* **Work item**: Only one thing is required: the number of lines in the entries below that contain "stray".

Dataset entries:

____________

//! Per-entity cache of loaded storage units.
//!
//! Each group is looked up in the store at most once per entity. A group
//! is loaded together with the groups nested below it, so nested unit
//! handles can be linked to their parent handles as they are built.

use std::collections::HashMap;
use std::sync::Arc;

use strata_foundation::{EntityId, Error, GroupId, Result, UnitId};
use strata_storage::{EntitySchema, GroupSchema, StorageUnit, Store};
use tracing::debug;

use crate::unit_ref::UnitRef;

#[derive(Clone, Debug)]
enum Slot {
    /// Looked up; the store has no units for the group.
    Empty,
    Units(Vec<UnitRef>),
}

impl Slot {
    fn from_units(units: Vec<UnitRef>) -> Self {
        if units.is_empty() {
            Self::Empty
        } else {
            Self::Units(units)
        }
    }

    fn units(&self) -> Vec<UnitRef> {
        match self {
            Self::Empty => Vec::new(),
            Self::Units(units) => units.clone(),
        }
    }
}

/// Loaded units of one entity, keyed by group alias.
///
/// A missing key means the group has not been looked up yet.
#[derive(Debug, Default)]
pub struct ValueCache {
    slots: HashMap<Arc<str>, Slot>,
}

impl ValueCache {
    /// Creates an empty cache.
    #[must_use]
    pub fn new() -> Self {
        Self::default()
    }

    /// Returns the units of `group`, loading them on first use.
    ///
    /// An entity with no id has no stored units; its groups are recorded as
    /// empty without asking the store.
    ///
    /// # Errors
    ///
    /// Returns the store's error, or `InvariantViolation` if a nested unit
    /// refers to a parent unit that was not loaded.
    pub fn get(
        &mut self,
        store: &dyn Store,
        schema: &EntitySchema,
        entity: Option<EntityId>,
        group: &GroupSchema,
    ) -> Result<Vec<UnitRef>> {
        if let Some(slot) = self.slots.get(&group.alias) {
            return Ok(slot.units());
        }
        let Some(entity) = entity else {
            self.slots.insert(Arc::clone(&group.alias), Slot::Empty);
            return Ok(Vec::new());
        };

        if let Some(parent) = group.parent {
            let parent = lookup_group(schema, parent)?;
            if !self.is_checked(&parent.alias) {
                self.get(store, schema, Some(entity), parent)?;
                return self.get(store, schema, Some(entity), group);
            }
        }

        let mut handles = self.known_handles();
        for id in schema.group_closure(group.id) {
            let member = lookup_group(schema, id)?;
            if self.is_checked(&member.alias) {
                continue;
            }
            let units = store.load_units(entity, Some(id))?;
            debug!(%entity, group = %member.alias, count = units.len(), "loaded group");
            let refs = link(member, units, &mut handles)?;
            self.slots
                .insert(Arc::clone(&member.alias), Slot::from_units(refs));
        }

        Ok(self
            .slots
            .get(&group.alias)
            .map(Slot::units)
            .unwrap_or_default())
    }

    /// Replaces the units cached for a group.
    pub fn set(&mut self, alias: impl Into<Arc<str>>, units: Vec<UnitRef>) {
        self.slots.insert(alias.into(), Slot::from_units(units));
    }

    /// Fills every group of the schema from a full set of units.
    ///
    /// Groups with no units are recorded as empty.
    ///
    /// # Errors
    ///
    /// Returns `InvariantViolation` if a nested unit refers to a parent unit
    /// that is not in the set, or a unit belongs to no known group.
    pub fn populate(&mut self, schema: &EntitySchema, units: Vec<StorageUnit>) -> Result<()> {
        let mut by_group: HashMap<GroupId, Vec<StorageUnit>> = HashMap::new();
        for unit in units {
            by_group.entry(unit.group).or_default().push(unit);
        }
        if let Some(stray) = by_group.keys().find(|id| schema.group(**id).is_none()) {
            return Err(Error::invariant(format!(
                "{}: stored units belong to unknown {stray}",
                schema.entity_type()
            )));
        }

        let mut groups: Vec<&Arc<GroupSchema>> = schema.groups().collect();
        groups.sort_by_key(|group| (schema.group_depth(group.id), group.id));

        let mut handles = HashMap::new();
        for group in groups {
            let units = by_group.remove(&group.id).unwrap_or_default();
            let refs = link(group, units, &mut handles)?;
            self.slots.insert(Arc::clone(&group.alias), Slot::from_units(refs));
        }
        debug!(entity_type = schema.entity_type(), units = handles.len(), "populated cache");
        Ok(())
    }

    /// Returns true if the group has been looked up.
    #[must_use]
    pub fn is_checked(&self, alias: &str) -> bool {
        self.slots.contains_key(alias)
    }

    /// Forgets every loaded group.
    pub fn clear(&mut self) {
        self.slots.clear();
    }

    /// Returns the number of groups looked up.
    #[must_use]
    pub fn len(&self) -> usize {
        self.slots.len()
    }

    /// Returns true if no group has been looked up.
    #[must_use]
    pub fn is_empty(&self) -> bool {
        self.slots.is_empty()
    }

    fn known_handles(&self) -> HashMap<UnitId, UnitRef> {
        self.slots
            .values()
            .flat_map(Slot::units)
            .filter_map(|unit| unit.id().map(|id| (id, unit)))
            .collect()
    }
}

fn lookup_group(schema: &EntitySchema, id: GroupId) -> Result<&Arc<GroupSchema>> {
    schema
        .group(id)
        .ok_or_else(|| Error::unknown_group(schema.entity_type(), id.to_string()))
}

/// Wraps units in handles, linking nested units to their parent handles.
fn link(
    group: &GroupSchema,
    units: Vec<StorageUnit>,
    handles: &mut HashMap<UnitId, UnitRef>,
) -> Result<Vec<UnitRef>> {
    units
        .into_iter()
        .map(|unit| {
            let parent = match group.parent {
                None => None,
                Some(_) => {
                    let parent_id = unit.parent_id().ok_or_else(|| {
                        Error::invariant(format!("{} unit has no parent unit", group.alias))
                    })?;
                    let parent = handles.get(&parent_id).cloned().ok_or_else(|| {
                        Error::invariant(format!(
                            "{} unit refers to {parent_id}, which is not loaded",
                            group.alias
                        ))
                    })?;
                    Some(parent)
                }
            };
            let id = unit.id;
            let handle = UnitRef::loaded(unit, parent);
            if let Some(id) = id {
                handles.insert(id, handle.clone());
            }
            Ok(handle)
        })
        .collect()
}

____________

* **Completed task**: 2